The king’s love for Alice was regarded by contemporaries as abnormal on the grounds of Edward III’s age at the time, since it was considered that while the sin of lechery might be natural in youth, in old age such behaviour could only be a kind of insanity.27 There could only be one possible explanation. Clearly Alice must have employed the black arts to achieve her wicked ends. Spells and potions were not necessarily required for this. Merely touching a man’s hand intimately was sometimes taken as a kind of sorcery, capable of compelling desire!28 However, Alice was known to be associated with a Dominican friar, trained in the arts of healing. He was popularly reported to be ‘an evil magician, dedicated to evildoing, and it was by his magical devices that Alice had enticed the king into an illicit love affair with her’.29 Here we have one of the first recorded instances of sorcery being alleged in order to account for what was popularly perceived as an otherwise inexplicable royal love affair. Alice’s Blackfriar friend was thought to have made love philtres for her, with which she had ensnared the king. ‘He was accused of using spells and potions along with images of Alice and the king, suffused with herbs and other plants picked at the full moon, to work his magic’.30
Rightly or wrongly, similar allegations of sorcery were to resurface on several occasions in the fourteenth, fifteenth and sixteenth centuries to account for strange, inconvenient or otherwise inexplicable royal love affairs. But the allegations against Alice and her friend the friar provide one of the first indications that in England, as elsewhere
in Europe, witchcraft was beginning to be taken more seriously. Hitherto there had been a tendency to regard sorcery as fairly harmless, but the climate was changing. Early in the following century Johannes Nider would publish his Formicarius (‘The Ant Hill’) in Augsburg – one of the earliest works to explore how witches could be hunted down and persecuted. Witchcraft was becoming a serious and potentially dangerous allegation, almost bound to lead to trouble, as it did for Alice. Although she was safe enough while her royal lover lived, after Edward III’s death Alice was brought to trial, banished for a time, and her goods confiscated. However, she survived, and later she was even able to return to England and reclaim some of her property. Some subsequent royal consorts and lovers who were subjected to accusations of sorcery were to prove less fortunate.

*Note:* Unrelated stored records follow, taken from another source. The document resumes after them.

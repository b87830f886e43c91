//! Relational storage for both homepage collections.
//!
//! One `home_items` table holds slides and featured products side by side,
//! keyed by scope. SQLite and PostgreSQL share every query through sqlx's
//! `AnyPool`; the few dialect differences are switched on [`DbKind`].
//!
//! The schema is created on connect, see [`schema`].

mod storage;

pub mod schema;

use std::any::Any;
#[cfg(feature = "postgres")]
use std::time::Duration;

use async_trait::async_trait;
use sqlx::any::AnyPoolOptions;
use sqlx::{AnyPool, Executor};

use crate::Result;
use crate::backend::{Backend, BackendError, OrderStore};
use crate::order::{ImageField, ItemId, ItemPatch, NewItem, OrderUpdate, OrderedItem, Scope};

/// Attaches a context message to sqlx errors, turning them into [`BackendError::SqlxError`].
pub(crate) trait SqlxResultExt<T> {
    fn sql_context(self, context: &str) -> Result<T>;
}

impl<T> SqlxResultExt<T> for std::result::Result<T, sqlx::Error> {
    fn sql_context(self, context: &str) -> Result<T> {
        self.map_err(|e| {
            BackendError::SqlxError {
                reason: format!("{context}: {e}"),
                source: Some(e),
            }
            .into()
        })
    }
}

#[derive(Debug, Clone, Copy, PartialEq, Eq)]
pub enum DbKind {
    Sqlite,
    Postgres,
}

/// [`Backend`] over a SQL database.
pub struct SqlxBackend {
    pool: AnyPool,
    kind: DbKind,
}

impl SqlxBackend {
    pub fn pool(&self) -> &AnyPool {
        &self.pool
    }

    pub fn kind(&self) -> DbKind {
        self.kind
    }

    pub fn is_sqlite(&self) -> bool {
        self.kind == DbKind::Sqlite
    }

    pub fn is_postgres(&self) -> bool {
        self.kind == DbKind::Postgres
    }
}

#[cfg(feature = "sqlite")]
impl SqlxBackend {
    /// Open (or create) the SQLite file at `path`.
    pub async fn open_sqlite<P: AsRef<std::path::Path>>(path: P) -> Result<Self> {
        let url = format!("sqlite:{}?mode=rwc", path.as_ref().display());
        Self::connect_sqlite(&url).await
    }

    /// Connect with a sqlx SQLite URL such as `sqlite:./vitrina.db`.
    pub async fn connect_sqlite(url: &str) -> Result<Self> {
        sqlx::any::install_default_drivers();

        let is_in_memory = url.contains("mode=memory");
        let mut options = AnyPoolOptions::new().max_connections(5);
        if is_in_memory {
            // The shared in-memory database dies with its last connection
            options = options
                .min_connections(1)
                .idle_timeout(None)
                .max_lifetime(None);
        }

        // Pragmas are per connection, so they run on every one the pool opens
        let pool = options
            .after_connect(move |conn, _meta| {
                Box::pin(async move {
                    conn.execute("PRAGMA busy_timeout = 5000").await?;
                    if !is_in_memory {
                        conn.execute("PRAGMA journal_mode = WAL").await?;
                        conn.execute("PRAGMA synchronous = NORMAL").await?;
                    }
                    Ok(())
                })
            })
            .connect(url)
            .await
            .sql_context("Failed to connect to SQLite")?;

        let backend = Self {
            pool,
            kind: DbKind::Sqlite,
        };
        schema::initialize(&backend).await?;
        Ok(backend)
    }

    /// A private in-memory database, gone when the backend is dropped.
    pub async fn sqlite_in_memory() -> Result<Self> {
        let url = format!(
            "sqlite:file:mem_{}?mode=memory&cache=shared",
            uuid::Uuid::new_v4()
        );
        Self::connect_sqlite(&url).await
    }
}

#[cfg(feature = "postgres")]
impl SqlxBackend {
    /// Connect to PostgreSQL, using the server's default search path.
    pub async fn connect_postgres(url: &str) -> Result<Self> {
        Self::connect_postgres_with_schema(url, None).await
    }

    async fn connect_postgres_with_schema(url: &str, schema_name: Option<String>) -> Result<Self> {
        sqlx::any::install_default_drivers();

        if let Some(schema) = &schema_name {
            let setup = AnyPoolOptions::new()
                .max_connections(1)
                .connect(url)
                .await
                .sql_context("Failed to connect to PostgreSQL")?;
            sqlx::query(&format!("CREATE SCHEMA IF NOT EXISTS {schema}"))
                .execute(&setup)
                .await
                .sql_context(&format!("Failed to create schema {schema}"))?;
            setup.close().await;
        }

        let options = match schema_name {
            Some(_) => AnyPoolOptions::new()
                .max_connections(2)
                .acquire_timeout(Duration::from_secs(30)),
            None => AnyPoolOptions::new().max_connections(5),
        };

        let pool = options
            .after_connect(move |conn, _meta| {
                let schema = schema_name.clone();
                Box::pin(async move {
                    if let Some(s) = schema {
                        conn.execute(format!("SET search_path TO {s}").as_str())
                            .await?;
                    }
                    Ok(())
                })
            })
            .connect(url)
            .await
            .sql_context("Failed to connect to PostgreSQL")?;

        let backend = Self {
            pool,
            kind: DbKind::Postgres,
        };
        schema::initialize(&backend).await?;
        Ok(backend)
    }

    /// Connect inside a freshly created `test_<uuid>` schema, so parallel
    /// test runs against one server never see each other's rows.
    pub async fn connect_postgres_isolated(url: &str) -> Result<Self> {
        let schema_name = format!("test_{}", uuid::Uuid::new_v4().simple());
        Self::connect_postgres_with_schema(url, Some(schema_name)).await
    }
}

#[async_trait]
impl OrderStore for SqlxBackend {
    async fn fetch_collection(&self, scope: Scope) -> Result<Vec<OrderedItem>> {
        storage::fetch_collection(self, scope).await
    }

    async fn bulk_update_order(&self, scope: Scope, updates: &[OrderUpdate]) -> Result<()> {
        storage::bulk_update_order(self, scope, updates).await
    }

    async fn delete_item(&self, scope: Scope, id: ItemId) -> Result<()> {
        storage::delete_item(self, scope, id).await
    }
}

#[async_trait]
impl Backend for SqlxBackend {
    async fn create_item(&self, scope: Scope, item: NewItem) -> Result<OrderedItem> {
        storage::create_item(self, scope, item).await
    }

    async fn update_item(&self, scope: Scope, id: ItemId, patch: ItemPatch) -> Result<OrderedItem> {
        storage::update_item(self, scope, id, patch).await
    }

    async fn set_active(&self, scope: Scope, id: ItemId, active: bool) -> Result<OrderedItem> {
        storage::set_active(self, scope, id, active).await
    }

    async fn clear_image(&self, scope: Scope, id: ItemId, field: ImageField) -> Result<OrderedItem> {
        storage::clear_image(self, scope, id, field).await
    }

    fn as_any(&self) -> &dyn Any {
        self
    }
}

#[cfg(feature = "sqlite")]
pub type Sqlite = SqlxBackend;

#[cfg(feature = "postgres")]
pub type Postgres = SqlxBackend;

There have been rumours that Edward III also had an affair in the 1340s with Catherine Montacute (or Montagu), Countess of Salisbury. It was said to have been in honour of this countess that the king founded the Order of the Garter. However, the story of this relationship is very confused and uncertain. Some sources have suggested that the Order of the Garter was founded not in Catherine’s honour but in honour of her daughter-in-law, Joan of Kent, the future bride of the Prince of Wales (see below).31 Thus it is not certain that Edward ever really had an affair with Catherine. If he did, it must have been a brief, one-off exception to his general marital fidelity at that period.
The pattern of Edward III’s relationships seems, therefore, to have been one of early marriage, followed by faithfulness to his wife until she began to age and to lose her health. Then the king found himself one new, young and pretty sexual partner, to whom he subsequently appears to have remained faithful until his death. And unlike his predecessors, whose love affairs in later life seem to have been with ladies of some status, Edward III’s late love was for a woman of moderate, or possibly even quite low birth.